And that's exactly what I want...a nice wide sweeping bottom..right now I have a flat pancake bottom chest..it sucks..


----------



## ihateschoolmt (Apr 21, 2011)

carmineb said:


> regarding teh stretching thing.  If someone stretches before a workout in a way that is harsh, it will decrease muscle power at the time


LPS studies show that it only decreased strength when it was light stretching, because it relaxes the muscle. When you use weights to stretch the muscle cannot relax because it is fighting the weight while in a stretched position and showed there was actually a 9.4% increase in strength. It's in that link I provided.


----------



## antisocialcreep (Apr 21, 2011)

you can target heads of a muscle group independently. post way above is wrong. decline presses get a bad rap these days but it worked for me. i have good genetics but i also have extremely developed pecs because of how i lift. you need to think it out and work in controlled movements. be creative, what works for one man may not work on the next


----------



## Merkaba (Apr 21, 2011)

Again, As usual...What Are You Eating?  You can do all the exercises in the world....


----------



## ihateschoolmt (Apr 21, 2011)

antisocialcreep said:


> you can target heads of a muscle group  independently. post way above is wrong. decline presses get a bad rap  these days but it worked for me. i have good genetics but i also have  extremely developed pecs because of how i lift. you need to think it out  and work in controlled movements. be creative, what works for one man  may not work on the next


No it's not. Muscles either contract or relax. You can't selectively contract part of a muscle. Or in this case, the three muscles in the chest. They either all contract or none of them do. Try to flex your upper chest and touch the bottom part of it. It will feel contracted just as the top does. Inclines move more of the work load to the shoulders and still uses some chest but certainly doesn't build the upper chest any more than the rest of it.


----------



## Built (Apr 21, 2011)

antisocialcreep said:


> *you can target heads of a muscle group independently. post way above is wrong.* decline presses get a bad rap these days but it worked for me. i have good genetics but i also have extremely developed pecs because of how i lift. you need to think it out and work in controlled movements. be creative, what works for one man may not work on the next



Really? 

Prove it.


----------



## ihateschoolmt (Apr 21, 2011)

Built said:


> Really?
> 
> Prove it.


----------



## Built (Apr 21, 2011)

It's only fair. If you're going to refute someone, you really need to back it up.


----------



## ihateschoolmt (Apr 21, 2011)

Here's two threads on here that really get into it. We used to have a sticky about this years ago...

http://www.ironmagazineforums.com/t...lling-inner-middle-part-my-upper-chest-2.html

http://www.ironmagazineforums.com/training/30621-incline-upper-chest.html


----------



## jimm (Apr 22, 2011)

try supersets bro go lighter and squeeze out 30 plus reps a set!!


----------



## Gazhole (Apr 22, 2011)

Every time this question is asked i pray this upper/lower chest shit isn't gonna kick off again. Of course it always does.
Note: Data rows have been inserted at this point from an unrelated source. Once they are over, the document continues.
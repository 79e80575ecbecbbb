use glam::{Quat, Vec3};
use motion_math::{quaternion_to_matrix, Matrix};
use std::cell::OnceCell;
use std::fmt;
use std::str::FromStr;
use std::time::Duration;

use crate::error::MotionError;

/// Public granularity of observation.
#[derive(Debug, Clone, Copy, PartialEq, Eq, Hash, PartialOrd, Ord)]
pub enum MotionType {
    Orientation,
    Acceleration,
    AccelerationIncludingGravity,
}

impl MotionType {
    pub const ALL: [MotionType; 3] = [
        MotionType::Orientation,
        MotionType::Acceleration,
        MotionType::AccelerationIncludingGravity,
    ];

    pub fn as_str(self) -> &'static str {
        match self {
            MotionType::Orientation => "orientation",
            MotionType::Acceleration => "acceleration",
            MotionType::AccelerationIncludingGravity => "accelerationincludinggravity",
        }
    }
}

impl fmt::Display for MotionType {
    fn fmt(&self, f: &mut fmt::Formatter<'_>) -> fmt::Result {
        f.write_str(self.as_str())
    }
}

impl FromStr for MotionType {
    type Err = MotionError;

    fn from_str(s: &str) -> Result<Self, Self::Err> {
        MotionType::ALL
            .into_iter()
            .find(|t| t.as_str().eq_ignore_ascii_case(s))
            .ok_or_else(|| MotionError::UnknownMotionType(s.to_string()))
    }
}

/// Platform-level raw event subscription.
#[derive(Debug, Clone, Copy, PartialEq, Eq, Hash, PartialOrd, Ord)]
pub enum RawStream {
    RelativeOrientation,
    AbsoluteOrientation,
    Motion,
}

/// Orientation reading as delivered by the platform. Angles are in degrees.
#[derive(Debug, Clone, Copy, Default, PartialEq)]
pub struct RawOrientation {
    /// Monotonic arrival time.
    pub timestamp: Duration,
    /// Rotation about the device Z axis.
    pub alpha: Option<f32>,
    /// Rotation about the device X axis.
    pub beta: Option<f32>,
    /// Rotation about the device Y axis.
    pub gamma: Option<f32>,
    pub absolute: bool,
    pub compass_heading: Option<f32>,
    pub compass_accuracy: Option<f32>,
}

/// One three-axis reading where any axis may be missing.
#[derive(Debug, Clone, Copy, Default, PartialEq)]
pub struct RawAxes {
    pub x: Option<f32>,
    pub y: Option<f32>,
    pub z: Option<f32>,
}

impl RawAxes {
    pub fn new(x: f32, y: f32, z: f32) -> Self {
        Self {
            x: Some(x),
            y: Some(y),
            z: Some(z),
        }
    }

    /// True when at least one present axis reads something other than zero.
    pub fn is_nonzero(&self) -> bool {
        [self.x, self.y, self.z]
            .into_iter()
            .any(|axis| axis.is_some_and(|v| v != 0.0))
    }
}

/// Motion reading as delivered by the platform (m/s^2).
#[derive(Debug, Clone, Copy, Default, PartialEq)]
pub struct RawMotion {
    pub timestamp: Duration,
    /// Reading with gravity removed, when the platform really provides it.
    pub acceleration: RawAxes,
    pub acceleration_including_gravity: RawAxes,
    /// Sampling interval in milliseconds.
    pub interval_ms: f32,
}

/// A raw event tagged with the stream that delivered it.
#[derive(Debug, Clone, Copy, PartialEq)]
pub enum RawEvent {
    RelativeOrientation(RawOrientation),
    AbsoluteOrientation(RawOrientation),
    Motion(RawMotion),
}

impl RawEvent {
    pub fn stream(&self) -> RawStream {
        match self {
            RawEvent::RelativeOrientation(_) => RawStream::RelativeOrientation,
            RawEvent::AbsoluteOrientation(_) => RawStream::AbsoluteOrientation,
            RawEvent::Motion(_) => RawStream::Motion,
        }
    }

    pub fn timestamp(&self) -> Duration {
        match self {
            RawEvent::RelativeOrientation(o) | RawEvent::AbsoluteOrientation(o) => o.timestamp,
            RawEvent::Motion(m) => m.timestamp,
        }
    }
}

/// Normalized device orientation.
#[derive(Debug, Clone)]
pub struct OrientationEvent {
    /// Device-to-world rotation.
    pub quaternion: Quat,
    /// Euler angles in radians, as reported (Z, X, Y device axes).
    pub alpha: f32,
    pub beta: f32,
    pub gamma: f32,
    pub absolute: bool,
    /// Compass heading in radians, when the platform reports one.
    pub compass_heading: Option<f32>,
    /// Compass accuracy in radians.
    pub compass_accuracy: Option<f32>,
    matrix: OnceCell<Matrix>,
    propagation_stopped: bool,
}

impl OrientationEvent {
    pub(crate) fn new(quaternion: Quat, angles: Vec3, absolute: bool) -> Self {
        Self {
            quaternion,
            alpha: angles.x,
            beta: angles.y,
            gamma: angles.z,
            absolute,
            compass_heading: None,
            compass_accuracy: None,
            matrix: OnceCell::new(),
            propagation_stopped: false,
        }
    }

    /// Rotation matrix for `quaternion`, computed on first access.
    pub fn matrix(&self) -> &Matrix {
        self.matrix.get_or_init(|| quaternion_to_matrix(self.quaternion))
    }
}

/// Acceleration in the device frame (m/s^2).
#[derive(Debug, Clone, Copy)]
pub struct AccelerationEvent {
    pub acceleration: Vec3,
    /// Sampling interval in milliseconds.
    pub interval_ms: f32,
    /// Set when the value was derived from orientation rather than measured.
    pub inaccurate: bool,
    propagation_stopped: bool,
}

impl AccelerationEvent {
    pub(crate) fn new(acceleration: Vec3, interval_ms: f32, inaccurate: bool) -> Self {
        Self {
            acceleration,
            interval_ms,
            inaccurate,
            propagation_stopped: false,
        }
    }
}

/// Event handed to listeners, tagged by motion type.
#[derive(Debug, Clone)]
pub enum MotionEvent {
    Orientation(OrientationEvent),
    Acceleration(AccelerationEvent),
    AccelerationIncludingGravity(AccelerationEvent),
}

impl MotionEvent {
    pub fn motion_type(&self) -> MotionType {
        match self {
            MotionEvent::Orientation(_) => MotionType::Orientation,
            MotionEvent::Acceleration(_) => MotionType::Acceleration,
            MotionEvent::AccelerationIncludingGravity(_) => {
                MotionType::AccelerationIncludingGravity
            }
        }
    }

    /// Prevent any later listener in the current dispatch pass from running.
    pub fn stop_propagation(&mut self) {
        match self {
            MotionEvent::Orientation(e) => e.propagation_stopped = true,
            MotionEvent::Acceleration(e) | MotionEvent::AccelerationIncludingGravity(e) => {
                e.propagation_stopped = true
            }
        }
    }

    pub fn is_propagation_stopped(&self) -> bool {
        match self {
            MotionEvent::Orientation(e) => e.propagation_stopped,
            MotionEvent::Acceleration(e) | MotionEvent::AccelerationIncludingGravity(e) => {
                e.propagation_stopped
            }
        }
    }

    pub fn as_orientation(&self) -> Option<&OrientationEvent> {
        match self {
            MotionEvent::Orientation(e) => Some(e),
            _ => None,
        }
    }

    pub fn as_acceleration(&self) -> Option<&AccelerationEvent> {
        match self {
            MotionEvent::Acceleration(e) | MotionEvent::AccelerationIncludingGravity(e) => Some(e),
            MotionEvent::Orientation(_) => None,
        }
    }
}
The ONLY way this train of thought (and i use the term loosely) came about was the same sort of bro-science thinking that states wide grip pullups build back width (simply because wide is in the name).


----------



## Merkaba (Apr 22, 2011)

antisocialcreep said:


> you can target heads of a muscle group independently. post way above is wrong. decline presses get a bad rap these days but it worked for me. i have good genetics but i also have extremely developed pecs because of how i lift. you need to think it out and work in controlled movements. be creative, what works for one man may not work on the next



Yep, I'm calling you out too.  Prove it.  And, with all due respect, to be honest,  I'm super super tired of hearing this universal cop out of " what works for you may not work for someone else"  Yea as far as what feels comfortable.  But look, the body works on certain principles.  You can't say that if you eat 20 grams of protein a day while doing strenuous work that you'll recover and build as much muscle as the same taking in 200 grams of protein.  The same goes for what you claim.  Some things are NOT subjective.  Like Gazhole said about the wide grip pull up shit.  Just some common rhetoric that perpetuates because so many people say it and believe it.


----------



## carmineb (Apr 23, 2011)

this is an age old argument of course can you target parts of a muscle. The argument goes that you can either contract a muscle or you dont, you cant contract part of a muscle OR you can target parts of a muscle....

Lets look at this: you CAN ONLY contract a "muscle fiber" the fiber itself either is contracted fully or it is NOT contractred. THAT is where the first argument above fails because it is NOT the muscle itself you contract but the muscle fibers. AND all muscle fibers for every muscle do not start and end at the same EXACT place.

The bicep has two muscles, the triceps have 3, we have the brachalis. For the thigh, we have the Quad(as in4) cepts....

The chest has slabs and slabs of muscle..... 

Different exercises and angles will hit certain areas of SLABS better than others.....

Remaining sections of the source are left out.